- WHAT TO PRODUCE
Every line below should be repeated exactly.

[Stored items]
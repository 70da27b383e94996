//! Logging and trace export
//!
//! Installs a `tracing` subscriber that writes to stderr and, when an OTLP
//! exporter is configured, ships spans to a collector.

mod metadata;

use opentelemetry::global;
use opentelemetry::trace::TracerProvider;
use opentelemetry_otlp::{WithExportConfig, WithHttpConfig};
use opentelemetry_sdk::trace::{Sampler, SdkTracerProvider};
use texttospeech_config::TelemetryConfig;
use texttospeech_config::telemetry::exporters::{ExportProtocol, ExporterConfig};
use texttospeech_config::telemetry::tracing::TracingConfig;

/// Instrumentation scope of exported spans
const TRACER_NAME: &str = "texttospeech";

/// Keeps the trace pipeline alive; flushes and shuts it down on drop
pub struct TelemetryGuard {
    tracer_provider: Option<SdkTracerProvider>,
}

impl TelemetryGuard {
    /// Whether spans are being exported
    pub const fn is_exporting(&self) -> bool {
        self.tracer_provider.is_some()
    }

    /// Export buffered spans now
    ///
    /// # Errors
    ///
    /// Returns an error if the exporter fails to flush
    pub fn force_flush(&self) -> anyhow::Result<()> {
        if let Some(ref provider) = self.tracer_provider {
            provider
                .force_flush()
                .map_err(|e| anyhow::anyhow!("failed to flush spans: {e}"))?;
        }
        Ok(())
    }
}

impl Drop for TelemetryGuard {
    fn drop(&mut self) {
        if let Some(provider) = self.tracer_provider.take()
            && let Err(e) = provider.shutdown()
        {
            eprintln!("failed to shutdown tracer provider: {e}");
        }
    }
}

/// Initialize logging and optional trace export
///
/// `log_filter` uses `EnvFilter` syntax (e.g. `info,texttospeech_client=debug`);
/// an unparsable filter falls back to `info`. The returned guard must be held
/// until the process exits.
///
/// # Errors
///
/// Returns an error if the OTLP exporter cannot be built
pub fn init(config: Option<&TelemetryConfig>, log_filter: &str) -> anyhow::Result<TelemetryGuard> {
    use tracing_subscriber::{EnvFilter, layer::SubscriberExt, util::SubscriberInitExt};

    let filter = EnvFilter::try_new(log_filter).unwrap_or_else(|_| EnvFilter::new("info"));

    let fmt_layer = tracing_subscriber::fmt::layer()
        .with_writer(std::io::stderr)
        .with_target(true)
        .with_thread_ids(false)
        .with_file(false)
        .with_line_number(false);

    let mut guard = TelemetryGuard { tracer_provider: None };

    match config.and_then(|c| c.span_exporter().map(|e| (c, e))) {
        Some((telemetry_config, exporter)) => {
            let resource = metadata::build_resource(telemetry_config);
            let tracer_provider = init_tracer(exporter, telemetry_config.tracing.as_ref(), resource)?;

            let tracer = tracer_provider.tracer(TRACER_NAME);
            let otel_layer = tracing_opentelemetry::layer().with_tracer(tracer);
            global::set_tracer_provider(tracer_provider.clone());
            guard.tracer_provider = Some(tracer_provider);

            tracing_subscriber::registry()
                .with(filter)
                .with(fmt_layer)
                .with(otel_layer)
                .init();
        }
        None => {
            tracing_subscriber::registry().with(filter).with(fmt_layer).init();
        }
    }

    Ok(guard)
}

fn init_tracer(
    exporter: &ExporterConfig,
    tracing: Option<&TracingConfig>,
    resource: opentelemetry_sdk::Resource,
) -> anyhow::Result<SdkTracerProvider> {
    let exporter = build_span_exporter(exporter)?;

    let provider = SdkTracerProvider::builder()
        .with_resource(resource)
        .with_sampler(sampler(tracing))
        .with_batch_exporter(exporter)
        .build();

    Ok(provider)
}

fn sampler(tracing: Option<&TracingConfig>) -> Sampler {
    let sampling_rate = tracing.map_or(1.0, |t| t.sampling_rate);

    let sampler = if sampling_rate >= 1.0 {
        Sampler::AlwaysOn
    } else if sampling_rate <= 0.0 {
        Sampler::AlwaysOff
    } else {
        Sampler::TraceIdRatioBased(sampling_rate)
    };

    if tracing.is_none_or(|t| t.parent_based) {
        Sampler::ParentBased(Box::new(sampler))
    } else {
        sampler
    }
}

fn build_span_exporter(config: &ExporterConfig) -> anyhow::Result<opentelemetry_otlp::SpanExporter> {
    use opentelemetry_otlp::SpanExporter;

    let timeout = config.timeout()?;

    let exporter = match config.protocol {
        ExportProtocol::Grpc => {
            let mut builder = SpanExporter::builder().with_tonic().with_endpoint(config.endpoint.as_str());
            if let Some(timeout) = timeout {
                builder = builder.with_timeout(timeout);
            }
            builder
                .build()
                .map_err(|e| anyhow::anyhow!("failed to build gRPC span exporter: {e}"))?
        }
        ExportProtocol::HttpProto => {
            let mut builder = SpanExporter::builder()
                .with_http()
                .with_endpoint(config.endpoint.as_str())
                .with_headers(config.headers.clone());
            if let Some(timeout) = timeout {
                builder = builder.with_timeout(timeout);
            }
            builder
                .build()
                .map_err(|e| anyhow::anyhow!("failed to build HTTP span exporter: {e}"))?
        }
    };

    Ok(exporter)
}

- SOLUTION TO THE PROBLEM
repository 70da27b383e94996
//! Logging and trace export
//!
//! Installs a `tracing` subscriber that writes to stderr and, when an OTLP
//! exporter is configured, ships spans to a collector.

mod metadata;

use opentelemetry::global;
use opentelemetry::trace::TracerProvider;
use opentelemetry_otlp::{WithExportConfig, WithHttpConfig};
use opentelemetry_sdk::trace::{Sampler, SdkTracerProvider};
use texttospeech_config::TelemetryConfig;
use texttospeech_config::telemetry::exporters::{ExportProtocol, ExporterConfig};
use texttospeech_config::telemetry::tracing::TracingConfig;

/// Instrumentation scope of exported spans
const TRACER_NAME: &str = "texttospeech";

/// Keeps the trace pipeline alive; flushes and shuts it down on drop
pub struct TelemetryGuard {
    tracer_provider: Option<SdkTracerProvider>,
}

impl TelemetryGuard {
    /// Whether spans are being exported
    pub const fn is_exporting(&self) -> bool {
        self.tracer_provider.is_some()
    }

    /// Export buffered spans now
    ///
    /// # Errors
    ///
    /// Returns an error if the exporter fails to flush
    pub fn force_flush(&self) -> anyhow::Result<()> {
        if let Some(ref provider) = self.tracer_provider {
            provider
                .force_flush()
                .map_err(|e| anyhow::anyhow!("failed to flush spans: {e}"))?;
        }
        Ok(())
    }
}

impl Drop for TelemetryGuard {
    fn drop(&mut self) {
        if let Some(provider) = self.tracer_provider.take()
            && let Err(e) = provider.shutdown()
        {
            eprintln!("failed to shutdown tracer provider: {e}");
        }
    }
}

/// Initialize logging and optional trace export
///
/// `log_filter` uses `EnvFilter` syntax (e.g. `info,texttospeech_client=debug`);
/// an unparsable filter falls back to `info`. The returned guard must be held
/// until the process exits.
///
/// # Errors
///
/// Returns an error if the OTLP exporter cannot be built
pub fn init(config: Option<&TelemetryConfig>, log_filter: &str) -> anyhow::Result<TelemetryGuard> {
    use tracing_subscriber::{EnvFilter, layer::SubscriberExt, util::SubscriberInitExt};

    let filter = EnvFilter::try_new(log_filter).unwrap_or_else(|_| EnvFilter::new("info"));

    let fmt_layer = tracing_subscriber::fmt::layer()
        .with_writer(std::io::stderr)
        .with_target(true)
        .with_thread_ids(false)
        .with_file(false)
        .with_line_number(false);

    let mut guard = TelemetryGuard { tracer_provider: None };

    match config.and_then(|c| c.span_exporter().map(|e| (c, e))) {
        Some((telemetry_config, exporter)) => {
            let resource = metadata::build_resource(telemetry_config);
            let tracer_provider = init_tracer(exporter, telemetry_config.tracing.as_ref(), resource)?;

            let tracer = tracer_provider.tracer(TRACER_NAME);
            let otel_layer = tracing_opentelemetry::layer().with_tracer(tracer);
            global::set_tracer_provider(tracer_provider.clone());
            guard.tracer_provider = Some(tracer_provider);

            tracing_subscriber::registry()
                .with(filter)
                .with(fmt_layer)
                .with(otel_layer)
                .init();
        }
        None => {
            tracing_subscriber::registry().with(filter).with(fmt_layer).init();
        }
    }

    Ok(guard)
}

fn init_tracer(
    exporter: &ExporterConfig,
    tracing: Option<&TracingConfig>,
    resource: opentelemetry_sdk::Resource,
) -> anyhow::Result<SdkTracerProvider> {
    let exporter = build_span_exporter(exporter)?;

    let provider = SdkTracerProvider::builder()
        .with_resource(resource)
        .with_sampler(sampler(tracing))
        .with_batch_exporter(exporter)
        .build();

    Ok(provider)
}

fn sampler(tracing: Option<&TracingConfig>) -> Sampler {
    let sampling_rate = tracing.map_or(1.0, |t| t.sampling_rate);

    let sampler = if sampling_rate >= 1.0 {
        Sampler::AlwaysOn
    } else if sampling_rate <= 0.0 {
        Sampler::AlwaysOff
    } else {
        Sampler::TraceIdRatioBased(sampling_rate)
    };

    if tracing.is_none_or(|t| t.parent_based) {
        Sampler::ParentBased(Box::new(sampler))
    } else {
        sampler
    }
}

fn build_span_exporter(config: &ExporterConfig) -> anyhow::Result<opentelemetry_otlp::SpanExporter> {
    use opentelemetry_otlp::SpanExporter;

    let timeout = config.timeout()?;

    let exporter = match config.protocol {
        ExportProtocol::Grpc => {
            let mut builder = SpanExporter::builder().with_tonic().with_endpoint(config.endpoint.as_str());
            if let Some(timeout) = timeout {
                builder = builder.with_timeout(timeout);
            }
            builder
                .build()
                .map_err(|e| anyhow::anyhow!("failed to build gRPC span exporter: {e}"))?
        }
        ExportProtocol::HttpProto => {
            let mut builder = SpanExporter::builder()
                .with_http()
                .with_endpoint(config.endpoint.as_str())
                .with_headers(config.headers.clone());
            if let Some(timeout) = timeout {
                builder = builder.with_timeout(timeout);
            }
            builder
                .build()
                .map_err(|e| anyhow::anyhow!("failed to build HTTP span exporter: {e}"))?
        }
    };

    Ok(exporter)
}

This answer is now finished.